Chi Kan, the second-largest local formwork contractor with a market share of about 11 percent by revenue, has launched the Hong Kong initial public offering to raise up to HK$160 million.

However, some mainland brokers including Futu Securities have stopped accepting retail orders for Chi Kan's public sale. Some mainland netizens are calling for boycott Chi Kan as it says the recent occurrence of Covid-19 "was originated from Wuhan" in its prospectus, sparking patriots' anger. Chi Kan made an announcement on Friday night to clarify the definition and remove the sentence related to Wuhan.

Chi Kan mainly provides formwork services as a subcontractor to public or private construction projects in Hong Kong.

The local formwork services market has expanded at a compound annual growth rate of 10.2 percent from 2014 to 2019, with market size rising to HK$6.26 billion last year, mainly due to the 10 major infrastructure projects as well as the government's determination to stabilize the residential property market by building more public rental housing, says Frost & Sullivan.

However, the expansion is expected to slow due to the gradual completion of the 10 projects. The formwork services market is projected to grow at a CAGR of around only 3.5 percent to HK$7.42 billion in 2024.

The company's five largest customers accounted for over 91 percent of total revenue in the past three years. Hip Hing Group, a subsidiary of NWS Holdings (0659), is Chi Kan's largest customer, which contributed around 60 percent of revenue.

Hip Hing has 22 projects with a contract value ranging from around HK$14.8 million to HK$305.9 million with the contractor. Among them, Chi Kan completed 15 projects, and the remaining seven projects have an contract value of about HK$1.37 billion.

As Chi Kan generated a significant portion of revenue from the top five customers, particularly Hip Hing, any decrease or failure to maintain a business relationship will bring material adverse effect to its operations and financial performance, it warns in the prospectus.

Chi Kan's revenue slumped by 48.2 percent to HK$525.2 million for the year ended March 2019, mainly dragged down by revenue decline in projects with Hip Hing, Paul Y. Group and other developers, as well as delays in some large projects with Hip Hing.

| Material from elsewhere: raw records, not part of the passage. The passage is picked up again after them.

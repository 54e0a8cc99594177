// Keyfire CLI - Instance Lock
// One daemon per user via flock on a runtime file

use std::fs::{File, OpenOptions};
use std::io::{self, Write};
use std::os::unix::io::AsRawFd;
use std::path::{Path, PathBuf};

const LOCK_FILE_NAME: &str = "keyfire.lock";

#[derive(Debug, thiserror::Error)]
pub enum LockError {
    #[error("another instance holds {}", .0.display())]
    AlreadyRunning(PathBuf),

    #[error("failed to lock {}: {source}", .path.display())]
    Io {
        path: PathBuf,
        #[source]
        source: io::Error,
    },
}

/// `$XDG_RUNTIME_DIR/keyfire.lock`, or under /tmp without a runtime dir
pub fn default_lock_path() -> PathBuf {
    dirs::runtime_dir()
        .unwrap_or_else(std::env::temp_dir)
        .join(LOCK_FILE_NAME)
}

/// Exclusive lock held for the life of the value
#[derive(Debug)]
pub struct InstanceLock {
    file: File,
    path: PathBuf,
}

impl InstanceLock {
    pub fn acquire(path: &Path) -> Result<Self, LockError> {
        let io_error = |source| LockError::Io {
            path: path.to_path_buf(),
            source,
        };

        let mut file = OpenOptions::new()
            .create(true)
            .truncate(false)
            .read(true)
            .write(true)
            .open(path)
            .map_err(io_error)?;

        // SAFETY: flock on a descriptor owned by `file`.
        if unsafe { libc::flock(file.as_raw_fd(), libc::LOCK_EX | libc::LOCK_NB) } != 0 {
            let err = io::Error::last_os_error();
            if err.kind() == io::ErrorKind::WouldBlock {
                return Err(LockError::AlreadyRunning(path.to_path_buf()));
            }
            return Err(io_error(err));
        }

        file.set_len(0).map_err(io_error)?;
        writeln!(file, "{}", std::process::id()).map_err(io_error)?;
        log::debug!("Locked {}", path.display());

        Ok(Self {
            file,
            path: path.to_path_buf(),
        })
    }

    pub fn path(&self) -> &Path {
        &self.path
    }
}

impl Drop for InstanceLock {
    fn drop(&mut self) {
        // SAFETY: unlocking our own descriptor; closing the file would too.
        unsafe {
            libc::flock(self.file.as_raw_fd(), libc::LOCK_UN);
        }
        log::debug!("Released {}", self.path.display());
    }
}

Its revenue grew by about 30.6 percent to HK$685.9 million for the year ended March this year, as the delayed project with Hip Hing was completed and revenue derived from the public sector increased.

Chi Kan's net profit also dropped by 32.6 percent to HK$41.6 million for the financial year 2019, and further slid by 4.7 percent to HK$39.6 million for the FY2020, affected by listing expenses. Meanwhile, Chi Kan warns that there is material uncertainty relating to South Shore (0577), the parent of the company's major client, Paul Y. Group, which accounted for 19.6 percent of revenue for the year ended March.

South Shore has incurred net losses for seven years, with a loss of HK$1.02 billion for the year ended March as the coronavirus takes a toll on its already-embattled hotel business in Macau. Its net liabilities reached HK$1.6 billion last financial year and failed to repay a bank debt of around HK$470 million in April.

Chi Kan says it has four ongoing projects with Paul Y. Group with the outstanding revenue to be recognized of around HK$82.8 million as of end-May.

Chi Kan says it will continue to provide formwork services to Paul Y. Group. But in the worst-case scenario, if all of its business relationship with Paul Y. Group is halted due to defaults of South Shore, the company believes it could capture new revenue sources from newly-acquainted customers.

Chi Kan plans to use 85 percent of the net proceeds from the IPO to finance the upfront funding needs for its projects and 5 percent to expand the workforce. The remaining 10 percent will be for general working capital.